Biophysical characterization of the DYRK family. Studies on the kinases DYRK1A and DYRK1B

Abstract

The dual-specificity tyrosine phosphorylation-regulated kinase family (DYRKs) has recently emerged as new therapeutic targets for different kinds of cancer and neurodegenerative diseases. In the latest studies it was shown that DYRK1B plays a key role in cancer cell survival, and its inhibition induces apoptosis of cancer cells. This thesis is about the biophysical characterization of DYRK1B and its comparison to DYRK1A, the closest homologue. This includes establishment of an expression and purification protocol for large-scale protein production of DYRK1B. Buffer optimization by screening with thermofluor was employed to further improve the stability and solubility of the protein.

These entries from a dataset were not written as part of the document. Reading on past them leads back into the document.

#[cfg(test)]
mod tests {
    use super::*;
    use crate::testing::MockTransportProcs;
    use crate::types::ManualTimeSource;

    fn comms() -> Comms<MockTransportProcs, ManualTimeSource> {
        Comms::new(
            GameId::new(7),
            true,
            AddrRecord::with_sms("+15550002", 0),
            CommsConfig::testing(),
            MockTransportProcs::new(),
            ManualTimeSource::new(Timestamp::from_secs(10)),
        )
        .unwrap()
    }

    #[test]
    fn oversized_queue_is_refused_not_truncated() {
        let mut comms = comms();
        let channel = comms.add_peer(1, AddrRecord::with_sms("+15550001", 0));
        for id in 1..=u16::MAX as u32 + 1 {
            comms.queue.insert(PendingPacket::new(
                PacketKey::new(channel, ConnType::Sms, MsgId::new(id)),
                PacketBody::Message(Vec::new()),
                Timestamp::default(),
            ));
        }
        assert!(matches!(
            comms.to_bytes(),
            Err(CommsError::Stream(StreamError::TooMany { count: 65_536, .. }))
        ));

        comms.queue.drop_where(|key| key.msg_id > MsgId::new(1));
        assert!(comms.to_bytes().is_ok());
    }

    #[test]
    fn late_failure_moves_the_send_count() {
        let mut comms = comms();
        let channel = comms.add_peer(1, AddrRecord::with_sms("+15550001", 0));
        comms.send(channel, b"move").unwrap();
        assert_eq!(comms.transport_stats().get(ConnType::Sms).sent, 1);
        let notified = comms.procs().counts.len();

        comms.record_send_result(ConnType::Sms, false);
        let counters = comms.transport_stats().get(ConnType::Sms);
        assert_eq!(counters.sent, 0);
        assert_eq!(counters.send_failures, 1);
        assert_eq!(comms.procs().counts.len(), notified + 1);
        assert_eq!(comms.procs().last_count(), Some((1, false)));
    }
}
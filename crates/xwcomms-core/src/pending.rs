//! Pending-packet tracking
//!
//! Every outbound message is tracked once per transport it was sent on,
//! until the peer acknowledges it. Nothing here times out: packets only move
//! on an ack, an explicit drop, or an externally triggered resend.
//!
//! A message no transport could take yet is held under an unrouted key
//! (`ConnType::None`) and gets its per-transport copies from `route` once
//! the peer becomes reachable.

use std::collections::BTreeMap;

use serde::{Deserialize, Serialize};
use tracing::trace;

use crate::conn_type::ConnType;
use crate::invite::LaunchInfo;
use crate::types::{ChannelNo, MsgId, Timestamp};
use crate::wire::payload_checksum;

// ----------------------------------------------------------------------------
// Packet State
// ----------------------------------------------------------------------------

/// Lifecycle of one tracked packet
#[derive(Debug, Clone, Copy, PartialEq, Eq, Serialize, Deserialize)]
pub enum PacketState {
    /// Queued, not yet handed to a transport
    Created,
    /// Handed to a transport at least once, awaiting ack
    Pending,
    /// Peer confirmed receipt on this transport
    Acked,
    /// Given up on; the peer got it some other way or the game is gone
    Dropped,
}

impl PacketState {
    pub fn is_outstanding(&self) -> bool {
        matches!(self, PacketState::Created | PacketState::Pending)
    }
}

// ----------------------------------------------------------------------------
// Packet Key and Body
// ----------------------------------------------------------------------------

/// Identity of a tracked packet. Invites use `MsgId::NONE`, so there is at
/// most one invite per channel and transport.
#[derive(Debug, Clone, Copy, PartialEq, Eq, PartialOrd, Ord, Hash, Serialize, Deserialize)]
pub struct PacketKey {
    pub channel: ChannelNo,
    pub conn_type: ConnType,
    pub msg_id: MsgId,
}

impl PacketKey {
    pub fn new(channel: ChannelNo, conn_type: ConnType, msg_id: MsgId) -> Self {
        Self {
            channel,
            conn_type,
            msg_id,
        }
    }

    pub fn invite(channel: ChannelNo, conn_type: ConnType) -> Self {
        Self::new(channel, conn_type, MsgId::NONE)
    }

    /// Placeholder for a message waiting for a usable transport
    pub fn unrouted(channel: ChannelNo, msg_id: MsgId) -> Self {
        Self::new(channel, ConnType::None, msg_id)
    }

    pub fn is_invite(&self) -> bool {
        self.msg_id == MsgId::NONE
    }

    pub fn is_routed(&self) -> bool {
        self.conn_type != ConnType::None
    }
}

#[derive(Debug, Clone, PartialEq, Eq, Serialize, Deserialize)]
pub enum PacketBody {
    /// Encoded comms envelope
    Message(Vec<u8>),
    Invite(LaunchInfo),
}

impl PacketBody {
    pub fn len(&self) -> usize {
        match self {
            PacketBody::Message(bytes) => bytes.len(),
            PacketBody::Invite(_) => 0,
        }
    }

    pub fn is_empty(&self) -> bool {
        self.len() == 0
    }
}

// ----------------------------------------------------------------------------
// Pending Packet
// ----------------------------------------------------------------------------

#[derive(Debug, Clone, PartialEq, Eq, Serialize, Deserialize)]
pub struct PendingPacket {
    pub key: PacketKey,
    pub body: PacketBody,
    pub created_at: Timestamp,
    pub last_sent: Option<Timestamp>,
    /// Transmissions so far, first send included
    pub send_count: u32,
    pub state: PacketState,
}

impl PendingPacket {
    pub fn new(key: PacketKey, body: PacketBody, created_at: Timestamp) -> Self {
        Self {
            key,
            body,
            created_at,
            last_sent: None,
            send_count: 0,
            state: PacketState::Created,
        }
    }

    /// Resends so far; the first transmission isn't a retry
    pub fn retry_count(&self) -> u32 {
        self.send_count.saturating_sub(1)
    }

    /// Record a transmission attempt, successful or not
    pub fn mark_sent(&mut self, now: Timestamp) {
        self.send_count += 1;
        self.last_sent = Some(now);
        self.state = PacketState::Pending;
    }

    pub fn checksum(&self) -> u32 {
        match &self.body {
            PacketBody::Message(bytes) => payload_checksum(bytes),
            PacketBody::Invite(_) => 0,
        }
    }
}

// ----------------------------------------------------------------------------
// Pending Queue
// ----------------------------------------------------------------------------

/// Result of applying an ack
#[derive(Debug, Clone, Default, PartialEq, Eq)]
pub struct AckResult {
    /// Confirmed on the transport the ack arrived on
    pub acked: Vec<PacketKey>,
    /// Copies of the same messages on other transports
    pub dropped: Vec<PacketKey>,
}

impl AckResult {
    pub fn is_empty(&self) -> bool {
        self.acked.is_empty() && self.dropped.is_empty()
    }

    pub fn len(&self) -> usize {
        self.acked.len() + self.dropped.len()
    }
}

/// Outstanding packets, ordered by channel, transport, then message id
#[derive(Debug, Clone, Default)]
pub struct PendingQueue {
    packets: BTreeMap<PacketKey, PendingPacket>,
}

impl PendingQueue {
    pub fn new() -> Self {
        Self::default()
    }

    /// Track a packet, replacing any earlier packet with the same key
    pub fn insert(&mut self, packet: PendingPacket) -> Option<PendingPacket> {
        trace!(key = ?packet.key, "tracking packet");
        self.packets.insert(packet.key, packet)
    }

    pub fn get(&self, key: &PacketKey) -> Option<&PendingPacket> {
        self.packets.get(key)
    }

    pub fn get_mut(&mut self, key: &PacketKey) -> Option<&mut PendingPacket> {
        self.packets.get_mut(key)
    }

    pub fn mark_sent(&mut self, key: &PacketKey, now: Timestamp) -> bool {
        match self.packets.get_mut(key) {
            Some(packet) => {
                packet.mark_sent(now);
                true
            }
            None => false,
        }
    }

    /// Apply an ack received on `conn_type` covering every message up to
    /// `last_rcvd` on `channel`. Invites on that channel are covered too:
    /// the peer evidently has the game. Settled packets are purged.
    pub fn ack(&mut self, channel: ChannelNo, conn_type: ConnType, last_rcvd: MsgId) -> AckResult {
        let mut result = AckResult::default();
        let covered: Vec<PacketKey> = self
            .packets
            .keys()
            .filter(|key| key.channel.same_peer(channel) && key.msg_id <= last_rcvd)
            .copied()
            .collect();

        for key in covered {
            if let Some(mut packet) = self.packets.remove(&key) {
                if key.conn_type == conn_type {
                    packet.state = PacketState::Acked;
                    result.acked.push(key);
                } else {
                    packet.state = PacketState::Dropped;
                    result.dropped.push(key);
                }
                trace!(key = ?key, state = ?packet.state, "settled packet");
            }
        }
        result
    }

    /// Drop every packet for a channel
    pub fn drop_channel(&mut self, channel: ChannelNo) -> usize {
        let before = self.packets.len();
        self.packets.retain(|key, _| !key.channel.same_peer(channel));
        before - self.packets.len()
    }

    /// Drop every packet on one transport
    pub fn drop_conn_type(&mut self, conn_type: ConnType) -> usize {
        let before = self.packets.len();
        self.packets.retain(|key, _| key.conn_type != conn_type);
        before - self.packets.len()
    }

    /// Drop every packet whose key matches
    pub fn drop_where<F: Fn(&PacketKey) -> bool>(&mut self, matches: F) -> usize {
        let before = self.packets.len();
        self.packets.retain(|key, _| !matches(key));
        before - self.packets.len()
    }

    pub fn clear(&mut self) -> usize {
        let count = self.packets.len();
        self.packets.clear();
        count
    }

    /// Outstanding packets. Settled packets never linger, so this is the
    /// queue length.
    pub fn count(&self) -> usize {
        self.packets
            .values()
            .filter(|packet| packet.state.is_outstanding())
            .count()
    }

    pub fn is_empty(&self) -> bool {
        self.packets.is_empty()
    }

    pub fn iter(&self) -> impl Iterator<Item = &PendingPacket> {
        self.packets.values()
    }

    /// Routed keys matching an optional transport filter
    pub fn keys_for(&self, filter: Option<ConnType>) -> Vec<PacketKey> {
        self.packets
            .keys()
            .filter(|key| key.is_routed())
            .filter(|key| filter.map_or(true, |conn_type| key.conn_type == conn_type))
            .copied()
            .collect()
    }

    /// Give tracked packets a copy on each transport `types_for` lists for
    /// their channel. Messages fan out to every listed transport; invites
    /// only leave the unrouted state. Returns the keys added, all `Created`.
    pub fn route<F>(&mut self, types_for: F) -> Vec<PacketKey>
    where
        F: Fn(ChannelNo) -> Vec<ConnType>,
    {
        let mut groups: BTreeMap<(ChannelNo, MsgId), Vec<PacketKey>> = BTreeMap::new();
        for key in self.packets.keys() {
            groups.entry((key.channel, key.msg_id)).or_default().push(*key);
        }

        let mut added = Vec::new();
        for ((channel, msg_id), keys) in groups {
            let mut routed = keys.iter().any(PacketKey::is_routed);
            if routed && msg_id == MsgId::NONE {
                continue;
            }
            let (body, created_at) = match keys.first().and_then(|key| self.packets.get(key)) {
                Some(packet) => (packet.body.clone(), packet.created_at),
                None => continue,
            };
            for conn_type in types_for(channel) {
                if conn_type == ConnType::None {
                    continue;
                }
                routed = true;
                let key = PacketKey::new(channel, conn_type, msg_id);
                if self.packets.contains_key(&key) {
                    continue;
                }
                self.packets
                    .insert(key, PendingPacket::new(key, body.clone(), created_at));
                added.push(key);
            }
            if routed && self.packets.remove(&PacketKey::unrouted(channel, msg_id)).is_some() {
                trace!(channel = %channel, msg_id = %msg_id, "routed held packet");
            }
        }
        added
    }

    pub fn snapshot(&self) -> Vec<PendingPacket> {
        self.packets.values().cloned().collect()
    }

    pub fn snapshot_channel(&self, channel: ChannelNo) -> Vec<PendingPacket> {
        self.packets
            .values()
            .filter(|packet| packet.key.channel.same_peer(channel))
            .cloned()
            .collect()
    }

    pub fn count_for(&self, conn_type: ConnType) -> usize {
        self.packets
            .keys()
            .filter(|key| key.conn_type == conn_type)
            .count()
    }
}

#[cfg(test)]
mod tests {
    use super::*;

    fn message(channel: u16, conn_type: ConnType, id: u32) -> PendingPacket {
        PendingPacket::new(
            PacketKey::new(ChannelNo::new(channel), conn_type, MsgId::new(id)),
            PacketBody::Message(vec![id as u8]),
            Timestamp::new(1_000),
        )
    }

    #[test]
    fn resend_updates_in_place() {
        let mut queue = PendingQueue::new();
        let packet = message(1, ConnType::Bt, 1);
        let key = packet.key;
        queue.insert(packet);

        assert!(queue.mark_sent(&key, Timestamp::new(2_000)));
        assert!(queue.mark_sent(&key, Timestamp::new(3_000)));

        assert_eq!(queue.count(), 1);
        let tracked = queue.get(&key).unwrap();
        assert_eq!(tracked.state, PacketState::Pending);
        assert_eq!(tracked.retry_count(), 1);
        assert_eq!(tracked.last_sent, Some(Timestamp::new(3_000)));
    }

    #[test]
    fn ack_settles_own_transport_and_drops_siblings() {
        let mut queue = PendingQueue::new();
        for id in 1..=3 {
            queue.insert(message(1, ConnType::Bt, id));
            queue.insert(message(1, ConnType::Mqtt, id));
        }
        queue.insert(message(2, ConnType::Bt, 1));

        let result = queue.ack(ChannelNo::new(1), ConnType::Mqtt, MsgId::new(2));
        assert_eq!(result.acked.len(), 2);
        assert_eq!(result.dropped.len(), 2);
        assert!(result.acked.iter().all(|k| k.conn_type == ConnType::Mqtt));

        // Message 3 on both transports plus channel 2
        assert_eq!(queue.count(), 3);
        assert_eq!(queue.snapshot_channel(ChannelNo::new(2)).len(), 1);
    }

    #[test]
    fn ack_covers_invites() {
        let mut queue = PendingQueue::new();
        queue.insert(PendingPacket::new(
            PacketKey::invite(ChannelNo::new(0), ConnType::Sms),
            PacketBody::Invite(LaunchInfo::new(
                crate::types::GameId::new(1),
                "g",
                2,
                0,
            )),
            Timestamp::new(0),
        ));
        let result = queue.ack(ChannelNo::new(0), ConnType::Sms, MsgId::NONE);
        assert_eq!(result.acked.len(), 1);
        assert!(queue.is_empty());
    }

    #[test]
    fn filtered_keys() {
        let mut queue = PendingQueue::new();
        queue.insert(message(1, ConnType::Bt, 1));
        queue.insert(message(1, ConnType::Sms, 1));
        assert_eq!(queue.keys_for(Some(ConnType::Sms)).len(), 1);
        assert_eq!(queue.keys_for(None).len(), 2);
        assert_eq!(queue.drop_conn_type(ConnType::Bt), 1);
        assert_eq!(queue.count_for(ConnType::Bt), 0);
    }

    #[test]
    fn held_message_is_routed_once_a_transport_appears() {
        let mut queue = PendingQueue::new();
        queue.insert(message(1, ConnType::None, 4));
        assert!(queue.keys_for(None).is_empty());
        assert_eq!(queue.count(), 1);

        assert!(queue.route(|_| Vec::new()).is_empty());
        assert_eq!(queue.count_for(ConnType::None), 1);

        let added = queue.route(|_| vec![ConnType::Sms, ConnType::Mqtt]);
        assert_eq!(added.len(), 2);
        assert_eq!(queue.count_for(ConnType::None), 0);
        assert_eq!(queue.keys_for(None), added);
        assert!(queue.iter().all(|packet| packet.state == PacketState::Created
            && packet.body == PacketBody::Message(vec![4])));
    }

    #[test]
    fn routing_adds_new_transports_but_not_to_sent_invites() {
        let mut queue = PendingQueue::new();
        queue.insert(message(1, ConnType::Sms, 1));
        queue.insert(PendingPacket::new(
            PacketKey::invite(ChannelNo::new(1), ConnType::Sms),
            PacketBody::Invite(LaunchInfo::new(
                crate::types::GameId::new(1),
                "g",
                2,
                1,
            )),
            Timestamp::new(0),
        ));

        let added = queue.route(|_| vec![ConnType::Sms, ConnType::Mqtt]);
        assert_eq!(
            added,
            vec![PacketKey::new(ChannelNo::new(1), ConnType::Mqtt, MsgId::new(1))]
        );
        assert!(queue.route(|_| vec![ConnType::Sms, ConnType::Mqtt]).is_empty());
    }
}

Enzyme kinetics of DYRK1B were characterized by determination of the Michaelis-Menten constant. Fifty small molecular weight molecules were screened for their ability to inhibit DYRK1B. The results of the screening were compared with DYRK1A to determine a selectivity profile of these inhibitors. A point mutation of DYRK1B to mimic DYRK1A was introduced to further investigate the selectivity profile. Finally, the crystal structure of DYRK1A in complex with PKC412 was solved by molecular replacement to a resolution of 2.6 Å. The structure shows for the first time the formation of a disulfide bridge between the catalytic loop and activation loop and it is the first structure published with the staurosporine analog PKC412.